At step 220, the introducer stylet 60 is removed from the cannula device 12. Removing the introducer stylet 60 will generally cause a void near the open distal end 16 of the cannula device 12, along the passageway through which introducer stylet 60 traveled, which void may fill with fluid, such as air and/or blood.
At step 225, a target acquisition device 70 may be inserted into inner lumen 18 of cannula device 12. As target acquisition device 70 is inserted into inner lumen 18, fluid within inner lumen 18 may be displaced. A portion of fluid within inner lumen 18 may be displaced through at least one fluid passage slot 28. Additionally, a portion of fluid within inner lumen 18 may be displaced through open distal end 16 of cannula device 12, into the treatment area around target tissue 92. Fluid proximate target tissue 92 may distort an image on an imaging device, such as an MRI, which may make it difficult to view the target tissue 92, and the target acquisition device 70.
At step 230, a vacuum device, such as syringe 36, may be attached to rear port 33 of directional valve 30. Syringe 36 is generally voided prior to attachment to directional valve 30. At step 235, side port 35 of directional valve 30 is blocked.
At step 240, the directional valve is activated such that the syringe 36 is placed in fluid communication with inner lumen 18 of cannula device 12.
At step 245, a vacuum is drawn using the vacuum source. In the exemplary approach, the handle of the syringe 36 is pulled back. As the vacuum is drawn, fluid is generally drawn from the treatment area around the target tissue 92, through inner lumen 18 to the syringe 36. Fluid may be drawn through one or more fluid passage slots 28, as well as through open distal end 36 of cannula device 12. In the exemplary approach, the handle of syringe 36 may continue to be pulled until, for instance, a predetermined amount of resistance is encountered.
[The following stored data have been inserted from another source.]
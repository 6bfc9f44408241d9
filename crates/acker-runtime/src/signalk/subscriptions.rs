//! Server-backed subscription manager.
//!
//! A subscription opens a filtered subscription on the local bus, which the
//! client feeds, and registers the command with the server connection.
//! Releasing the handle unsubscribes on the server and drops the local one.

use std::sync::Arc;

use async_trait::async_trait;
use notification_acker::ports::outbound::SubscriptionManager;
use signalk_bus::{DeltaBus, DeltaStream, SubscriptionError, SubscriptionHandle};
use signalk_types::SubscribeCommand;
use tracing::debug;

use super::client::ClientHandle;

/// Implements `SubscriptionManager` over a Signal K server connection.
pub struct SignalKSubscriptions {
    client: ClientHandle,
    bus: Arc<DeltaBus>,
}

impl SignalKSubscriptions {
    pub fn new(client: ClientHandle, bus: Arc<DeltaBus>) -> Self {
        Self { client, bus }
    }
}

#[async_trait]
impl SubscriptionManager for SignalKSubscriptions {
    async fn subscribe(
        &self,
        command: SubscribeCommand,
    ) -> Result<(SubscriptionHandle, DeltaStream), SubscriptionError> {
        let (local, stream) = self.bus.subscribe(command.clone())?.into_parts();
        let path = local.path().to_string();

        let id = self
            .client
            .subscribe(command)
            .map_err(|e| SubscriptionError::Transport { reason: e.to_string() })?;
        debug!(id, path = %path, "Registered server subscription");

        let client = self.client.clone();
        let handle = SubscriptionHandle::new(path, move || {
            client.unsubscribe(id);
            local.unsubscribe();
        });
        Ok((handle, stream))
    }
}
At step 250, the directional valve 30 is operated to cease fluid communication between the vacuum source and inner lumen 18.
Finally, at step 255, the treatment area around target tissue 92 may be imaged with an imaging device, such as MRI.
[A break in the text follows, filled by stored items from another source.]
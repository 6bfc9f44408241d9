//! # Adapters Layer (Hexagonal Architecture)
//!
//! Implements the outbound port traits on top of the in-process delta bus.

mod bus;

pub use bus::DeltaBusAdapter;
Among other features, the medical system of the present disclosure reduces fluid around a treatment area in a manner that allows improved imaging of the treatment area under MRI or other visualization modality.
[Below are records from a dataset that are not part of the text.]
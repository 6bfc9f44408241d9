//! Recording fakes for the outbound ports.

use std::sync::Arc;

use async_trait::async_trait;
use signalk_types::Delta;
use tokio::sync::mpsc;
use tokio::time::Instant;

use crate::error::{AckerError, AckerResult};
use crate::ports::outbound::{MessageHandler, Nmea2000Output};

/// Host that records every emission, optionally failing `handle_message`.
pub(crate) struct RecordingHost {
    messages: mpsc::UnboundedSender<(String, Delta, Instant)>,
    lines: mpsc::UnboundedSender<String>,
    fail_messages: bool,
}

/// Receiving side of a [`RecordingHost`].
pub(crate) struct Recorded {
    pub messages: mpsc::UnboundedReceiver<(String, Delta, Instant)>,
    pub lines: mpsc::UnboundedReceiver<String>,
}

fn host(fail_messages: bool) -> (Arc<RecordingHost>, Recorded) {
    let (messages_tx, messages) = mpsc::unbounded_channel();
    let (lines_tx, lines) = mpsc::unbounded_channel();
    (
        Arc::new(RecordingHost {
            messages: messages_tx,
            lines: lines_tx,
            fail_messages,
        }),
        Recorded { messages, lines },
    )
}

pub(crate) fn recording_host() -> (Arc<RecordingHost>, Recorded) {
    host(false)
}

pub(crate) fn failing_host() -> (Arc<RecordingHost>, Recorded) {
    host(true)
}

#[async_trait]
impl MessageHandler for RecordingHost {
    async fn handle_message(&self, source_id: &str, delta: Delta) -> AckerResult<()> {
        if self.fail_messages {
            return Err(AckerError::emission("host unavailable"));
        }
        self.messages
            .send((source_id.to_string(), delta, Instant::now()))
            .map_err(AckerError::emission)
    }
}

#[async_trait]
impl Nmea2000Output for RecordingHost {
    async fn send(&self, line: String) -> AckerResult<()> {
        self.lines.send(line).map_err(AckerError::emission)
    }
}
The present disclosure has been particularly shown and described with reference to the foregoing approaches, which are merely illustrative of the best modes for carrying out the disclosure. It should be understood by those skilled in the art that various alternatives to the approaches described herein may be employed in practicing the disclosure without departing from the spirit and scope of the disclosure as defined in the following claims. It is intended that the following claims define the scope of the disclosure and that the method and apparatus within the scope of these claims and their equivalents be covered thereby. This description should be understood to include all novel and non-obvious combinations of elements described herein, and claims may be presented in this or a later application to any novel and non-obvious combination of these elements. Moreover, the foregoing approaches are illustrative, and no single feature or element is essential to all possible combinations that may be claimed in this or a later application.